General Data Protection Regulation (GDPR) is one of the hottest topics making the rounds right now. Before you immediately dismiss it as not being something you need to care about, take a minute to read through the rest of the article – it may save you some major headaches come May 2018 and beyond.
So, let’s start with the basics – what is GDPR? Isn’t this something that just compliance/risk people or the lawyers have to worry about? This new regulation coming out of the EU is going to have significant impact on organizations worldwide. The intent of the regulation is to protect personal information for individuals within the EU. Let’s pause here a second and let that really sink in. As marketing professionals, are you collecting an individual’s information through activities such as website forms or perhaps through badge scans at a conference? Likely your answer is yes and that means you’re on the hook for complying with GDPR.
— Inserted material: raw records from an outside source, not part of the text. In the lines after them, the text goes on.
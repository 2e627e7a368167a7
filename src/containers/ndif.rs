/*
    UFT - Universal Floppy Tool
    https://github.com/uft-project/uft

    Copyright 2025 UFT contributors

    Permission is hereby granted, free of charge, to any person obtaining a
    copy of this software and associated documentation files (the “Software”),
    to deal in the Software without restriction, including without limitation
    the rights to use, copy, modify, merge, publish, distribute, sublicense,
    and/or sell copies of the Software, and to permit persons to whom the
    Software is furnished to do so, subject to the following conditions:

    The above copyright notice and this permission notice shall be included in
    all copies or substantial portions of the Software.

    THE SOFTWARE IS PROVIDED “AS IS”, WITHOUT WARRANTY OF ANY KIND, EXPRESS OR
    IMPLIED, INCLUDING BUT NOT LIMITED TO THE WARRANTIES OF MERCHANTABILITY,
    FITNESS FOR A PARTICULAR PURPOSE AND NONINFRINGEMENT. IN NO EVENT SHALL THE
    AUTHORS OR COPYRIGHT HOLDERS BE LIABLE FOR ANY CLAIM, DAMAGES OR OTHER
    LIABILITY, WHETHER IN AN ACTION OF CONTRACT, TORT OR OTHERWISE, ARISING
    FROM, OUT OF OR IN CONNECTION WITH THE SOFTWARE OR THE USE OR OTHER
    DEALINGS IN THE SOFTWARE.

    --------------------------------------------------------------------------

    src/containers/ndif.rs

    NDIF (Disk Copy 6.x) support: the ADC decompressor and a gate that
    refuses anything it cannot decode completely. The parser never emits a
    partially-decompressed image; an undecodable stream is reported as an
    unsupported variant.
*/

use crate::UftError;

/// Decompress an ADC stream.
///
/// ADC is a simple LZ-ish scheme with three control-byte classes:
/// - `0x00..=0x7F` copy `ctrl + 1` literal bytes from the input,
/// - `0x80..=0xBF` repeat the next input byte `ctrl - 0x80 + 3` times,
/// - `0xC0..=0xFF` copy `ctrl - 0xC0 + 4` bytes from a two-byte big-endian
///   back-offset; overlapping copies are allowed.
///
/// `expected_len` bounds the output: producing more bytes, running out of
/// input mid-token, or referencing before the start of the output are all
/// decode failures.
pub fn adc_decompress(input: &[u8], expected_len: usize) -> Result<Vec<u8>, UftError> {
    let mut out: Vec<u8> = Vec::with_capacity(expected_len);
    let mut pos = 0usize;

    while pos < input.len() {
        let ctrl = input[pos];
        pos += 1;

        match ctrl {
            0x00..=0x7F => {
                let count = ctrl as usize + 1;
                if pos + count > input.len() {
                    return Err(UftError::Malformed("ADC literal run past end of input".to_string()));
                }
                out.extend_from_slice(&input[pos..pos + count]);
                pos += count;
            }
            0x80..=0xBF => {
                let count = (ctrl - 0x80) as usize + 3;
                if pos >= input.len() {
                    return Err(UftError::Malformed("ADC repeat token truncated".to_string()));
                }
                let fill = input[pos];
                pos += 1;
                out.resize(out.len() + count, fill);
            }
            0xC0..=0xFF => {
                let count = (ctrl - 0xC0) as usize + 4;
                if pos + 2 > input.len() {
                    return Err(UftError::Malformed("ADC back-reference truncated".to_string()));
                }
                // Big-endian back-offset; see DESIGN.md for the layout choice.
                let distance = u16::from_be_bytes([input[pos], input[pos + 1]]) as usize;
                pos += 2;
                if distance == 0 || distance > out.len() {
                    return Err(UftError::Malformed(format!(
                        "ADC back-reference distance {} at output length {}",
                        distance,
                        out.len()
                    )));
                }
                // Overlapping copy: byte at a time, as the original decoder.
                let start = out.len() - distance;
                for i in 0..count {
                    let byte = out[start + i];
                    out.push(byte);
                }
            }
        }

        if out.len() > expected_len {
            return Err(UftError::Malformed(format!(
                "ADC output exceeds expected length {}",
                expected_len
            )));
        }
    }

    if out.len() != expected_len {
        return Err(UftError::Malformed(format!(
            "ADC output {} bytes, expected {}",
            out.len(),
            expected_len
        )));
    }
    Ok(out)
}

/// Compress a buffer into a minimal valid ADC stream (runs and literals
/// only). Not a size-optimal encoder; it exists so the decompressor can be
/// exercised against non-trivial streams.
pub fn adc_compress(input: &[u8]) -> Vec<u8> {
    let mut out = Vec::with_capacity(input.len() + input.len() / 127 + 1);
    let mut pos = 0usize;

    while pos < input.len() {
        // Measure the run at the cursor.
        let byte = input[pos];
        let mut run = 1usize;
        while pos + run < input.len() && input[pos + run] == byte && run < 0x3F + 3 {
            run += 1;
        }

        if run >= 3 {
            out.push(0x80 + (run - 3) as u8);
            out.push(byte);
            pos += run;
            continue;
        }

        // Literal run up to the next compressible run (or 128 bytes).
        let start = pos;
        let mut len = 0usize;
        while pos < input.len() && len < 128 {
            let b = input[pos];
            let mut ahead = 1usize;
            while pos + ahead < input.len() && input[pos + ahead] == b && ahead < 3 {
                ahead += 1;
            }
            if ahead >= 3 {
                break;
            }
            pos += 1;
            len += 1;
        }
        out.push((len - 1) as u8);
        out.extend_from_slice(&input[start..start + len]);
    }
    out
}

/// Decode an NDIF data area. The scheme byte travels in the block map;
/// anything other than ADC (or stored-raw) is refused so a file the
/// implementation cannot fully decompress is never corrupted.
pub fn decode_data(scheme: NdifCompression, input: &[u8], expected_len: usize) -> Result<Vec<u8>, UftError> {
    match scheme {
        NdifCompression::None => {
            if input.len() != expected_len {
                return Err(UftError::Malformed("stored NDIF block length mismatch".to_string()));
            }
            Ok(input.to_vec())
        }
        NdifCompression::Adc => adc_decompress(input, expected_len),
        NdifCompression::Other(id) => Err(UftError::UnsupportedVariant(format!(
            "NDIF compression scheme {:#04x}",
            id
        ))),
    }
}

/// NDIF block compression schemes.
#[derive(Copy, Clone, Debug, PartialEq, Eq)]
pub enum NdifCompression {
    None,
    Adc,
    Other(u8),
}

impl From<u8> for NdifCompression {
    fn from(byte: u8) -> Self {
        match byte {
            0 => NdifCompression::None,
            1 => NdifCompression::Adc,
            other => NdifCompression::Other(other),
        }
    }
}

#[cfg(test)]
mod tests {
    use super::*;

    #[test]
    fn literals_roundtrip() {
        let data: Vec<u8> = (0u8..=255).collect();
        let packed = adc_compress(&data);
        assert_eq!(adc_decompress(&packed, data.len()).unwrap(), data);
    }

    #[test]
    fn runs_roundtrip() {
        let mut data = vec![0xE5u8; 1000];
        data.extend_from_slice(b"tail");
        let packed = adc_compress(&data);
        assert!(packed.len() < data.len() / 2);
        assert_eq!(adc_decompress(&packed, data.len()).unwrap(), data);
    }

    #[test]
    fn overlapping_backreference() {
        // Literal "AB", then copy 4 bytes from distance 2: ABABAB.
        let stream = [0x01, b'A', b'B', 0xC0, 0x00, 0x02];
        assert_eq!(adc_decompress(&stream, 6).unwrap(), b"ABABAB");
    }

    #[test]
    fn bad_distance_refused() {
        let stream = [0x00, b'A', 0xC0, 0x00, 0x09];
        assert!(matches!(adc_decompress(&stream, 5), Err(UftError::Malformed(_))));
    }

    #[test]
    fn unsupported_scheme_refused() {
        let err = decode_data(NdifCompression::Other(9), &[0u8; 4], 16).unwrap_err();
        assert!(matches!(err, UftError::UnsupportedVariant(_)));
    }

    #[test]
    fn short_output_refused() {
        // A stream that cleanly ends but yields fewer bytes than promised.
        let stream = [0x00, b'A'];
        assert!(matches!(adc_decompress(&stream, 5), Err(UftError::Malformed(_))));
    }
}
It’s important to note here that while GDPR explicitly protects EU citizen’s data, any organization collecting data on individuals, sharing data or selling products and services within the EU will be subject to adhering to the regulation.
Let me throw out two more important pieces of information, the regulation goes into effect May 2018 and the penalties for noncompliance are steep (up to 4% of gross revenues globally - not just in the division/geographic region the non-compliance occurs).
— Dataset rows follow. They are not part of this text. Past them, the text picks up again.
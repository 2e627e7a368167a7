/*
    UFT - Universal Floppy Tool
    https://github.com/uft-project/uft

    Copyright 2025 UFT contributors

    Permission is hereby granted, free of charge, to any person obtaining a
    copy of this software and associated documentation files (the “Software”),
    to deal in the Software without restriction, including without limitation
    the rights to use, copy, modify, merge, publish, distribute, sublicense,
    and/or sell copies of the Software, and to permit persons to whom the
    Software is furnished to do so, subject to the following conditions:

    The above copyright notice and this permission notice shall be included in
    all copies or substantial portions of the Software.

    THE SOFTWARE IS PROVIDED “AS IS”, WITHOUT WARRANTY OF ANY KIND, EXPRESS OR
    IMPLIED, INCLUDING BUT NOT LIMITED TO THE WARRANTIES OF MERCHANTABILITY,
    FITNESS FOR A PARTICULAR PURPOSE AND NONINFRINGEMENT. IN NO EVENT SHALL THE
    AUTHORS OR COPYRIGHT HOLDERS BE LIABLE FOR ANY CLAIM, DAMAGES OR OTHER
    LIABILITY, WHETHER IN AN ACTION OF CONTRACT, TORT OR OTHERWISE, ARISING
    FROM, OUT OF OR IN CONNECTION WITH THE SOFTWARE OR THE USE OR OTHER
    DEALINGS IN THE SOFTWARE.

    --------------------------------------------------------------------------

    src/protection/mod.rs

    The protection engine: the shared finding record and the universal
    dispatcher that tries higher-confidence detectors first (CRC-verified,
    then signature-bearing, then sync-only heuristics, then the empty
    fallback) and commits to the first match at confidence >= 0.80.
*/

pub mod copylock;
pub mod lfsr;
pub mod longtrack;

use crate::bitcell::BitcellStream;
use crate::chs::DiskCh;
use crate::flux::FluxTrack;

/// Every protection scheme the engine can report.
#[derive(Copy, Clone, Debug, PartialEq, Eq, Hash, strum::Display, strum::EnumIter)]
pub enum ProtectionKind {
    #[strum(serialize = "Rob Northen CopyLock")]
    CopyLock,
    #[strum(serialize = "PROTEC")]
    Protec,
    #[strum(serialize = "Protoscan")]
    Protoscan,
    #[strum(serialize = "Tiertex")]
    Tiertex,
    #[strum(serialize = "Silmarils")]
    Silmarils,
    #[strum(serialize = "Infogrames")]
    Infogrames,
    #[strum(serialize = "Prolance")]
    Prolance,
    #[strum(serialize = "APP")]
    App,
    #[strum(serialize = "Seven Cities of Gold")]
    SevenCities,
    #[strum(serialize = "Super Methane Bros")]
    SuperMethaneBros,
    #[strum(serialize = "Empty longtrack")]
    EmptyLong,
    #[strum(serialize = "Zeroes")]
    Zeroes,
    #[strum(serialize = "RNC empty")]
    RncEmpty,
    #[strum(serialize = "Generic longtrack")]
    LongTrack,
    #[strum(serialize = "Weak bits")]
    WeakBits,
    #[strum(serialize = "Custom sync")]
    CustomSync,
}

/// The result record every detector produces. Purely informational; fields
/// agree with the kind (a CopyLock finding carries a 23-bit seed, a Seven
/// Cities finding carries the CRC-verified blob).
#[derive(Clone, Debug)]
pub struct ProtectionFinding {
    pub kind: ProtectionKind,
    /// Detector confidence in [0, 1].
    pub confidence: f32,
    pub ch: DiskCh,
    /// Measured track length in bits.
    pub track_bits: usize,
    pub sync_word: Option<u32>,
    /// Bit offset of the (first) sync.
    pub sync_offset: Option<usize>,
    pub pattern_byte: Option<u8>,
    pub pattern_count: Option<usize>,
    /// CopyLock: the recovered 23-bit LFSR seed.
    pub seed: Option<u32>,
    pub signature: Option<Vec<u8>>,
    /// Raw extra bytes (Seven Cities: the 122-byte CRC-verified payload).
    pub extra_data: Option<Vec<u8>>,
    pub crc: Option<u16>,
    /// CopyLock: sectors located out of 11.
    pub sectors_found: Option<u8>,
    /// CopyLock: sector 4 timing delta in percent.
    pub fast_sector_delta: Option<i16>,
    /// CopyLock: sector 6 timing delta in percent.
    pub slow_sector_delta: Option<i16>,
}

impl ProtectionFinding {
    /// Percentage of the standard track length this track measures.
    pub fn length_percent(&self) -> usize {
        self.track_bits * 100 / longtrack::STANDARD_TRACK_BITS
    }
}

/// Dispatch threshold: the first detector reporting at least this
/// confidence wins.
pub const DISPATCH_CONFIDENCE: f32 = 0.80;

/// Run every detector against a track in priority order and commit to the
/// first finding with confidence >= 0.80. The optional flux capture feeds
/// CopyLock timing measurement only.
pub fn detect_protection(stream: &BitcellStream, flux: Option<&FluxTrack>) -> Option<ProtectionFinding> {
    type Detector = fn(&BitcellStream) -> Option<ProtectionFinding>;

    // Signature carriers, then sync-only heuristics. Tiertex precedes
    // Protoscan: same sync, narrower band.
    let detectors: [Detector; 8] = [
        longtrack::detect_silmarils,
        longtrack::detect_protec,
        longtrack::detect_app,
        longtrack::detect_prolance,
        longtrack::detect_tiertex,
        longtrack::detect_protoscan,
        longtrack::detect_infogrames,
        longtrack::detect_supermethane,
    ];

    // The CRC-verified scheme outranks everything.
    if let Some(finding) = longtrack::detect_sevencities(stream) {
        if finding.confidence >= DISPATCH_CONFIDENCE {
            return Some(finding);
        }
    }
    // CopyLock carries a printable signature; it slots into the signature
    // tier, ahead of the sync-only heuristics.
    if let Some(finding) = copylock::detect(stream, flux) {
        if finding.confidence >= DISPATCH_CONFIDENCE {
            return Some(finding);
        }
    }

    for detector in detectors.iter() {
        if let Some(finding) = detector(stream) {
            if finding.confidence >= DISPATCH_CONFIDENCE {
                log::debug!("protection dispatch: {} at {:.2}", finding.kind, finding.confidence);
                return Some(finding);
            }
        }
    }

    if let Some(finding) = longtrack::detect_empty(stream) {
        if finding.confidence >= DISPATCH_CONFIDENCE {
            return Some(finding);
        }
    }

    // Nothing scheme-specific; still worth flagging an over-long track.
    longtrack::detect_long_track(stream).filter(|f| f.confidence >= DISPATCH_CONFIDENCE)
}
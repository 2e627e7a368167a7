/*
    UFT - Universal Floppy Tool
    https://github.com/uft-project/uft

    Copyright 2025 UFT contributors

    Permission is hereby granted, free of charge, to any person obtaining a
    copy of this software and associated documentation files (the “Software”),
    to deal in the Software without restriction, including without limitation
    the rights to use, copy, modify, merge, publish, distribute, sublicense,
    and/or sell copies of the Software, and to permit persons to whom the
    Software is furnished to do so, subject to the following conditions:

    The above copyright notice and this permission notice shall be included in
    all copies or substantial portions of the Software.

    THE SOFTWARE IS PROVIDED “AS IS”, WITHOUT WARRANTY OF ANY KIND, EXPRESS OR
    IMPLIED, INCLUDING BUT NOT LIMITED TO THE WARRANTIES OF MERCHANTABILITY,
    FITNESS FOR A PARTICULAR PURPOSE AND NONINFRINGEMENT. IN NO EVENT SHALL THE
    AUTHORS OR COPYRIGHT HOLDERS BE LIABLE FOR ANY CLAIM, DAMAGES OR OTHER
    LIABILITY, WHETHER IN AN ACTION OF CONTRACT, TORT OR OTHERWISE, ARISING
    FROM, OUT OF OR IN CONNECTION WITH THE SOFTWARE OR THE USE OR OTHER
    DEALINGS IN THE SOFTWARE.

    --------------------------------------------------------------------------

    tests/common/mod.rs

    Common support routines for tests.
*/

use sha1::{Digest, Sha1};

pub fn init() {
    let _ = env_logger::builder().is_test(true).try_init();
}

#[allow(dead_code)]
pub fn compute_slice_hash(slice: &[u8]) -> String {
    let mut hasher = Sha1::new();
    hasher.update(slice);
    hex::encode(hasher.finalize())
}

/// A repeating ASCII payload for sector tests.
#[allow(dead_code)]
pub fn pattern_payload(pattern: &[u8], len: usize) -> Vec<u8> {
    pattern.iter().copied().cycle().take(len).collect()
}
What Do Marketers Need to Pay Attention To?
There’s a fair amount of ambiguity in the regulation, leaving it open to some interpretation. But the takeaway is that it will change the way you communicate and interact with your prospects and customers. And it’s definitely not an option to ignore GDPR compliance.
While other parts of the organization will be focusing on other aspects of GDPR compliance, the key points marketers need to focus on include:
- Consent. A big part of compliance will be the ability to show explicit consent for using an individual’s data. As you collect personal data, it will have to be used for a specific purpose and consent will have to be given for each purpose. If someone does not wish to be contacted, you cannot contact them.
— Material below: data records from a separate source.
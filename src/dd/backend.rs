/*
    UFT - Universal Floppy Tool
    https://github.com/uft-project/uft

    Copyright 2025 UFT contributors

    Permission is hereby granted, free of charge, to any person obtaining a
    copy of this software and associated documentation files (the “Software”),
    to deal in the Software without restriction, including without limitation
    the rights to use, copy, modify, merge, publish, distribute, sublicense,
    and/or sell copies of the Software, and to permit persons to whom the
    Software is furnished to do so, subject to the following conditions:

    The above copyright notice and this permission notice shall be included in
    all copies or substantial portions of the Software.

    THE SOFTWARE IS PROVIDED “AS IS”, WITHOUT WARRANTY OF ANY KIND, EXPRESS OR
    IMPLIED, INCLUDING BUT NOT LIMITED TO THE WARRANTIES OF MERCHANTABILITY,
    FITNESS FOR A PARTICULAR PURPOSE AND NONINFRINGEMENT. IN NO EVENT SHALL THE
    AUTHORS OR COPYRIGHT HOLDERS BE LIABLE FOR ANY CLAIM, DAMAGES OR OTHER
    LIABILITY, WHETHER IN AN ACTION OF CONTRACT, TORT OR OTHERWISE, ARISING
    FROM, OUT OF OR IN CONNECTION WITH THE SOFTWARE OR THE USE OR OTHER
    DEALINGS IN THE SOFTWARE.

    --------------------------------------------------------------------------

    src/dd/backend.rs

    Source/sink backends for the copy engine: a small tagged variant rather
    than a heavyweight interface. All backends share read/write-at-offset
    and length; the floppy backend additionally maps offsets to CHS.
*/

use std::fs::File;
use std::path::PathBuf;

use crate::hardware::FloppyDrive;
use crate::io::{Read, Seek, SeekFrom, Write};
use crate::UftError;

/// An externally-supplied block device (the hook test harnesses and
/// transports use to feed the engine).
pub trait BlockDevice: Send {
    fn len(&self) -> u64;
    fn is_empty(&self) -> bool {
        self.len() == 0
    }
    fn read_at(&mut self, offset: u64, buf: &mut [u8]) -> Result<usize, UftError>;
    fn write_at(&mut self, offset: u64, buf: &[u8]) -> Result<(), UftError>;
}

/// A copy-engine endpoint.
pub enum Backend {
    File(File),
    Memory(Vec<u8>),
    Device(Box<dyn BlockDevice>),
    Floppy(FloppyBackend),
    /// An output split across numbered files of at most `split_size` bytes.
    SplitFile(SplitFileBackend),
}

impl Backend {
    pub fn open_file(path: &std::path::Path, writable: bool) -> Result<Backend, UftError> {
        let file = if writable {
            std::fs::OpenOptions::new()
                .read(true)
                .write(true)
                .create(true)
                .truncate(false)
                .open(path)?
        }
        else {
            File::open(path)?
        };
        Ok(Backend::File(file))
    }

    /// Open an output file honoring the engine's append/truncate policy.
    pub fn open_output(
        path: &std::path::Path,
        append: bool,
        truncate: bool,
    ) -> Result<Backend, UftError> {
        let file = std::fs::OpenOptions::new()
            .read(true)
            .write(true)
            .create(true)
            .append(append)
            .truncate(truncate && !append)
            .open(path)?;
        Ok(Backend::File(file))
    }

    pub fn memory(data: Vec<u8>) -> Backend {
        Backend::Memory(data)
    }

    /// Current byte length of the endpoint, when knowable.
    pub fn len(&mut self) -> Result<u64, UftError> {
        match self {
            Backend::File(file) => Ok(file.metadata().map_err(|_| UftError::ReadError)?.len()),
            Backend::Memory(data) => Ok(data.len() as u64),
            Backend::Device(dev) => Ok(dev.len()),
            Backend::Floppy(floppy) => Ok(floppy.len()),
            Backend::SplitFile(split) => split.len(),
        }
    }

    /// Read up to `buf.len()` bytes at an absolute offset. Returns the byte
    /// count actually read (0 at end of media).
    pub fn read_block(&mut self, offset: u64, buf: &mut [u8]) -> Result<usize, UftError> {
        match self {
            Backend::File(file) => {
                file.seek(SeekFrom::Start(offset)).map_err(|_| UftError::ReadError)?;
                let mut total = 0usize;
                while total < buf.len() {
                    match file.read(&mut buf[total..]) {
                        Ok(0) => break,
                        Ok(n) => total += n,
                        Err(e) if e.kind() == crate::io::ErrorKind::Interrupted => continue,
                        Err(_) => return Err(UftError::ReadError),
                    }
                }
                Ok(total)
            }
            Backend::Memory(data) => {
                let start = (offset as usize).min(data.len());
                let end = (start + buf.len()).min(data.len());
                buf[..end - start].copy_from_slice(&data[start..end]);
                Ok(end - start)
            }
            Backend::Device(dev) => dev.read_at(offset, buf),
            Backend::Floppy(floppy) => floppy.read_at(offset, buf),
            Backend::SplitFile(split) => split.read_at(offset, buf),
        }
    }

    /// Write `buf` at an absolute offset, extending the endpoint as needed.
    pub fn write_block(&mut self, offset: u64, buf: &[u8]) -> Result<(), UftError> {
        match self {
            Backend::File(file) => {
                file.seek(SeekFrom::Start(offset)).map_err(|_| UftError::WriteError)?;
                file.write_all(buf).map_err(|_| UftError::WriteError)
            }
            Backend::Memory(data) => {
                let end = offset as usize + buf.len();
                if data.len() < end {
                    data.resize(end, 0);
                }
                data[offset as usize..end].copy_from_slice(buf);
                Ok(())
            }
            Backend::Device(dev) => dev.write_at(offset, buf),
            Backend::Floppy(floppy) => floppy.write_at(offset, buf),
            Backend::SplitFile(split) => split.write_at(offset, buf),
        }
    }

    /// Seek for backends with a natural cursor; a no-op for offset-addressed
    /// ones. Kept so transports can pre-position devices.
    pub fn seek_to_offset(&mut self, offset: u64) -> Result<(), UftError> {
        if let Backend::File(file) = self {
            file.seek(SeekFrom::Start(offset)).map_err(|_| UftError::ReadError)?;
        }
        Ok(())
    }

    /// Flush to stable storage where the endpoint supports it.
    pub fn sync(&mut self) -> Result<(), UftError> {
        match self {
            Backend::File(file) => file.sync_all().map_err(|_| UftError::WriteError),
            Backend::SplitFile(split) => split.sync(),
            _ => Ok(()),
        }
    }

    /// Ensure the endpoint is at least `len` bytes long (used to finish
    /// sparse outputs).
    pub fn set_min_len(&mut self, len: u64) -> Result<(), UftError> {
        match self {
            Backend::File(file) => {
                let current = file.metadata().map_err(|_| UftError::WriteError)?.len();
                if current < len {
                    file.set_len(len).map_err(|_| UftError::WriteError)?;
                }
                Ok(())
            }
            Backend::Memory(data) => {
                if (data.len() as u64) < len {
                    data.resize(len as usize, 0);
                }
                Ok(())
            }
            _ => Ok(()),
        }
    }

    /// Consume a memory backend, returning its buffer.
    pub fn into_memory(self) -> Option<Vec<u8>> {
        match self {
            Backend::Memory(data) => Some(data),
            _ => None,
        }
    }

    /// The CHS triple an absolute offset falls on, for floppy endpoints.
    pub fn chs_of_offset(&self, offset: u64) -> Option<(u16, u8, u8)> {
        match self {
            Backend::Floppy(floppy) => Some(floppy.chs_of_offset(offset)),
            _ => None,
        }
    }
}

/// The floppy CHS backend: byte offsets map onto (track, head, sector) in
/// standard order. The drive owns its transport and its own locking; calls
/// are not reentrant.
pub struct FloppyBackend {
    drive: Box<dyn FloppyDrive>,
}

impl FloppyBackend {
    pub fn new(drive: Box<dyn FloppyDrive>) -> FloppyBackend {
        FloppyBackend { drive }
    }

    pub fn sector_size(&self) -> usize {
        self.drive.geometry().sector_size
    }

    pub fn len(&self) -> u64 {
        let g = self.drive.geometry();
        g.tracks as u64 * g.heads as u64 * g.sectors_per_track as u64 * g.sector_size as u64
    }

    pub fn chs_of_offset(&self, offset: u64) -> (u16, u8, u8) {
        let g = self.drive.geometry();
        let sector_index = offset / g.sector_size as u64;
        let spt = g.sectors_per_track as u64;
        let track = sector_index / (spt * g.heads as u64);
        let head = (sector_index / spt) % g.heads as u64;
        let sector = sector_index % spt + 1;
        (track as u16, head as u8, sector as u8)
    }

    /// Sector-granular read. Offsets and lengths must land on sector
    /// boundaries; the engine guarantees this by clamping `hard` to the
    /// sector size for floppy endpoints.
    pub fn read_at(&mut self, offset: u64, buf: &mut [u8]) -> Result<usize, UftError> {
        let ssize = self.sector_size();
        if offset % ssize as u64 != 0 || buf.len() % ssize != 0 {
            return Err(UftError::ParameterError);
        }
        let media_len = self.len();
        let mut done = 0usize;
        while done < buf.len() {
            let pos = offset + done as u64;
            if pos >= media_len {
                break;
            }
            let (track, head, sector) = self.chs_of_offset(pos);
            self.drive.read_sector(track, head, sector, &mut buf[done..done + ssize])?;
            done += ssize;
        }
        Ok(done)
    }

    pub fn write_at(&mut self, offset: u64, buf: &[u8]) -> Result<(), UftError> {
        let ssize = self.sector_size();
        if offset % ssize as u64 != 0 || buf.len() % ssize != 0 {
            return Err(UftError::ParameterError);
        }
        let mut done = 0usize;
        while done < buf.len() {
            let (track, head, sector) = self.chs_of_offset(offset + done as u64);
            self.drive.write_sector(track, head, sector, &buf[done..done + ssize], false)?;
            done += ssize;
        }
        Ok(())
    }
}

/// An output split into `base.000`, `base.001`, ... of `split_size` bytes
/// each.
pub struct SplitFileBackend {
    base: PathBuf,
    split_size: u64,
    open: Option<(usize, File)>,
}

impl SplitFileBackend {
    pub fn new(base: PathBuf, split_size: u64) -> Result<SplitFileBackend, UftError> {
        if split_size == 0 {
            return Err(UftError::ParameterError);
        }
        Ok(SplitFileBackend {
            base,
            split_size,
            open: None,
        })
    }

    fn part_path(&self, index: usize) -> PathBuf {
        let mut name = self.base.as_os_str().to_owned();
        name.push(format!(".{:03}", index));
        PathBuf::from(name)
    }

    fn file_for(&mut self, index: usize) -> Result<&mut File, UftError> {
        if self.open.as_ref().map(|(i, _)| *i) != Some(index) {
            let file = std::fs::OpenOptions::new()
                .read(true)
                .write(true)
                .create(true)
                .truncate(false)
                .open(self.part_path(index))
                .map_err(|_| UftError::WriteError)?;
            self.open = Some((index, file));
        }
        Ok(&mut self.open.as_mut().expect("just opened").1)
    }

    pub fn len(&mut self) -> Result<u64, UftError> {
        let mut total = 0u64;
        for index in 0.. {
            match std::fs::metadata(self.part_path(index)) {
                Ok(meta) => total += meta.len(),
                Err(_) => break,
            }
        }
        Ok(total)
    }

    fn for_each_span<F>(&mut self, offset: u64, len: usize, mut f: F) -> Result<(), UftError>
    where
        F: FnMut(&mut File, u64, std::ops::Range<usize>) -> Result<(), UftError>,
    {
        let mut done = 0usize;
        while done < len {
            let pos = offset + done as u64;
            let index = (pos / self.split_size) as usize;
            let within = pos % self.split_size;
            let room = (self.split_size - within) as usize;
            let take = room.min(len - done);
            let file = self.file_for(index)?;
            f(file, within, done..done + take)?;
            done += take;
        }
        Ok(())
    }

    pub fn read_at(&mut self, offset: u64, buf: &mut [u8]) -> Result<usize, UftError> {
        let len = buf.len();
        let mut read_total = 0usize;
        self.for_each_span(offset, len, |file, within, range| {
            file.seek(SeekFrom::Start(within)).map_err(|_| UftError::ReadError)?;
            let span = range.len();
            let mut got = 0usize;
            let start = range.start;
            while got < span {
                match file.read(&mut buf[start + got..start + span]) {
                    Ok(0) => break,
                    Ok(n) => got += n,
                    Err(_) => return Err(UftError::ReadError),
                }
            }
            read_total += got;
            Ok(())
        })?;
        Ok(read_total)
    }

    pub fn write_at(&mut self, offset: u64, buf: &[u8]) -> Result<(), UftError> {
        self.for_each_span(offset, buf.len(), |file, within, range| {
            file.seek(SeekFrom::Start(within)).map_err(|_| UftError::WriteError)?;
            file.write_all(&buf[range]).map_err(|_| UftError::WriteError)
        })
    }

    pub fn sync(&mut self) -> Result<(), UftError> {
        if let Some((_, file)) = self.open.as_mut() {
            file.sync_all().map_err(|_| UftError::WriteError)?;
        }
        Ok(())
    }
}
- The Right to be Forgotten. If an individual would like for you to delete their data, you must do so upon request.
- Individual Control. Individuals will have more control over what happens to their data, making third party data more challenging to purchase and use.
- Accuracy. As part of the regulation, you will have to ensure that the data you have is up to date and accurate and is not being kept longer than necessary. To show this, you’ll need to have the ability to keep an audit trail of data collection and usage.
- Fines. Again, these are not insignificant. This can be up to €20 million or 4% of total annual revenue.
Complying with GDPR
Let’s get to the nitty gritty. What are you going to need to do to adequately show that you’re complying with GDPR? You’ll need to:
- Be able to identify what data can be classified as GDPR personal information.
- Know where this data resides, who uses it and how it is used.
- Demonstrate to customers that their personal information is being handled appropriately.
- Establish or tweak policy and process to provide what you need to demonstrate compliance.
- Collaborate with other groups within your organization.
- Invest in appropriate technology to support GDPR compliance.
This can feel like a huge undertaking, but rather than looking at this through a negative lens, let’s stay positive! Let’s approach this challenge as an opportunity to get a leg up on the competition through improved data quality, transparency and data governance at your organization. And let’s also not underestimate the value of the insights you’ll be privy to when you can track and understand how you are engaging with individuals. And lastly, when you have great data to build your marketing activities around you’ll be able to attract more desirable prospects through meaningful and customized interactions and drive more revenue.